*Supplied data*
<<<<

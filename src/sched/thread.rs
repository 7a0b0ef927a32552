// Worker-thread scheduler - binary heap of pending tasks behind a condvar
// One thread services every timer; tasks must not block for long

use super::{Clock, Entry, Scheduler, Task, TimerId, TimerTag};
use std::collections::{BinaryHeap, HashSet};
use std::sync::{Arc, Condvar, Mutex};
use std::thread::JoinHandle;
use std::time::{Duration, Instant};

/// Real monotonic clock, anchored at creation.
#[derive(Debug, Clone)]
pub struct MonotonicClock {
    origin: Instant,
}

impl MonotonicClock {
    pub fn new() -> Self {
        MonotonicClock {
            origin: Instant::now(),
        }
    }
}

impl Default for MonotonicClock {
    fn default() -> Self {
        Self::new()
    }
}

impl Clock for MonotonicClock {
    fn now(&self) -> Duration {
        self.origin.elapsed()
    }
}

struct State {
    queue: BinaryHeap<Entry>,
    cancelled: HashSet<TimerId>,
    next_id: u64,
    next_seq: u64,
    shutdown: bool,
}

struct Inner {
    state: Mutex<State>,
    wakeup: Condvar,
    origin: Instant,
}

/// Scheduler backed by a single worker thread.
///
/// Tasks run on the worker thread in fire-time order. Cancellation is lazy:
/// cancelled entries stay in the heap and are discarded when they surface.
pub struct ThreadScheduler {
    inner: Arc<Inner>,
    worker: Option<JoinHandle<()>>,
}

impl ThreadScheduler {
    pub fn new() -> Self {
        let inner = Arc::new(Inner {
            state: Mutex::new(State {
                queue: BinaryHeap::new(),
                cancelled: HashSet::new(),
                next_id: 0,
                next_seq: 0,
                shutdown: false,
            }),
            wakeup: Condvar::new(),
            origin: Instant::now(),
        });

        let worker_inner = Arc::clone(&inner);
        let worker = std::thread::Builder::new()
            .name("bardbox-timers".to_string())
            .spawn(move || Self::run(worker_inner))
            .expect("failed to spawn timer thread");

        ThreadScheduler {
            inner,
            worker: Some(worker),
        }
    }

    fn run(inner: Arc<Inner>) {
        loop {
            let task = {
                let mut state = inner.state.lock().unwrap();
                loop {
                    if state.shutdown {
                        return;
                    }

                    let now = inner.origin.elapsed();
                    let due = state
                        .queue
                        .peek()
                        .map(|entry| (entry.fire_at, entry.fire_at <= now));

                    match due {
                        None => {
                            state = inner.wakeup.wait(state).unwrap();
                        }
                        Some((_, true)) => {
                            let entry = state.queue.pop().unwrap();
                            if state.cancelled.remove(&entry.id) {
                                continue;
                            }
                            break entry.task;
                        }
                        Some((fire_at, false)) => {
                            let (guard, _) = inner
                                .wakeup
                                .wait_timeout(state, fire_at - now)
                                .unwrap();
                            state = guard;
                        }
                    }
                }
            };

            task();
        }
    }
}

impl Default for ThreadScheduler {
    fn default() -> Self {
        Self::new()
    }
}

impl Scheduler for ThreadScheduler {
    fn after(&self, delay: Duration, tag: TimerTag, task: Task) -> TimerId {
        let mut state = self.inner.state.lock().unwrap();
        let id = TimerId(state.next_id);
        state.next_id += 1;
        let seq = state.next_seq;
        state.next_seq += 1;

        state.queue.push(Entry {
            fire_at: self.inner.origin.elapsed() + delay,
            seq,
            id,
            tag,
            task,
        });
        drop(state);

        self.inner.wakeup.notify_one();
        id
    }

    fn cancel(&self, id: TimerId) {
        let mut state = self.inner.state.lock().unwrap();
        if state.queue.iter().any(|entry| entry.id == id) {
            state.cancelled.insert(id);
        }
    }

    fn cancel_tag(&self, tag: TimerTag) {
        let mut state = self.inner.state.lock().unwrap();
        let ids: Vec<TimerId> = state
            .queue
            .iter()
            .filter(|entry| entry.tag == tag)
            .map(|entry| entry.id)
            .collect();
        state.cancelled.extend(ids);
    }
}

impl Drop for ThreadScheduler {
    fn drop(&mut self) {
        {
            let mut state = self.inner.state.lock().unwrap();
            state.shutdown = true;
        }
        self.inner.wakeup.notify_one();
        if let Some(worker) = self.worker.take() {
            let _ = worker.join();
        }
    }
}

#[cfg(test)]
mod tests {
    use super::*;
    use std::sync::atomic::{AtomicUsize, Ordering};
    use std::sync::mpsc;

    #[test]
    fn test_tasks_fire_in_delay_order() {
        let scheduler = ThreadScheduler::new();
        let (tx, rx) = mpsc::channel();

        let tx_late = tx.clone();
        scheduler.after(
            Duration::from_millis(40),
            TimerTag(0),
            Box::new(move || tx_late.send("late").unwrap()),
        );
        scheduler.after(
            Duration::from_millis(5),
            TimerTag(0),
            Box::new(move || tx.send("early").unwrap()),
        );

        assert_eq!(rx.recv_timeout(Duration::from_secs(1)).unwrap(), "early");
        assert_eq!(rx.recv_timeout(Duration::from_secs(1)).unwrap(), "late");
    }

    #[test]
    fn test_cancel_tag_drops_pending_tasks() {
        let scheduler = ThreadScheduler::new();
        let fired = Arc::new(AtomicUsize::new(0));

        for _ in 0..4 {
            let fired = Arc::clone(&fired);
            scheduler.after(
                Duration::from_millis(50),
                TimerTag(7),
                Box::new(move || {
                    fired.fetch_add(1, Ordering::SeqCst);
                }),
            );
        }
        scheduler.cancel_tag(TimerTag(7));

        std::thread::sleep(Duration::from_millis(120));
        assert_eq!(fired.load(Ordering::SeqCst), 0);
    }

    #[test]
    fn test_cancel_single_timer() {
        let scheduler = ThreadScheduler::new();
        let fired = Arc::new(AtomicUsize::new(0));

        let fired_a = Arc::clone(&fired);
        let id = scheduler.after(
            Duration::from_millis(50),
            TimerTag(0),
            Box::new(move || {
                fired_a.fetch_add(1, Ordering::SeqCst);
            }),
        );
        let fired_b = Arc::clone(&fired);
        scheduler.after(
            Duration::from_millis(50),
            TimerTag(0),
            Box::new(move || {
                fired_b.fetch_add(10, Ordering::SeqCst);
            }),
        );

        scheduler.cancel(id);
        std::thread::sleep(Duration::from_millis(120));
        assert_eq!(fired.load(Ordering::SeqCst), 10);
    }
}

>>>>

*Task objective*
Find the lines above with the word "iter". Copy them out.

*Answer to the problem*
        if state.queue.iter().any(|entry| entry.id == id) {
            .iter()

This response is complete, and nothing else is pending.